Aim of the task: For each line below that includes the word "commands", make a copy.
──────
//! Diagnostic tool for the host core.
//!
//! Provides commands for:
//! - Parsing server version strings
//! - Simulating latency tracking on a synthetic sample stream
//! - Merging a metadata row into a host and showing the result
//! - Stress-testing concurrent topology updates

pub mod commands;
pub mod config;

pub use commands::{Command, CommandResult};
pub use config::CliConfig;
──────
Result of the exercise:
//! Provides commands for:
pub mod commands;
pub use commands::{Command, CommandResult};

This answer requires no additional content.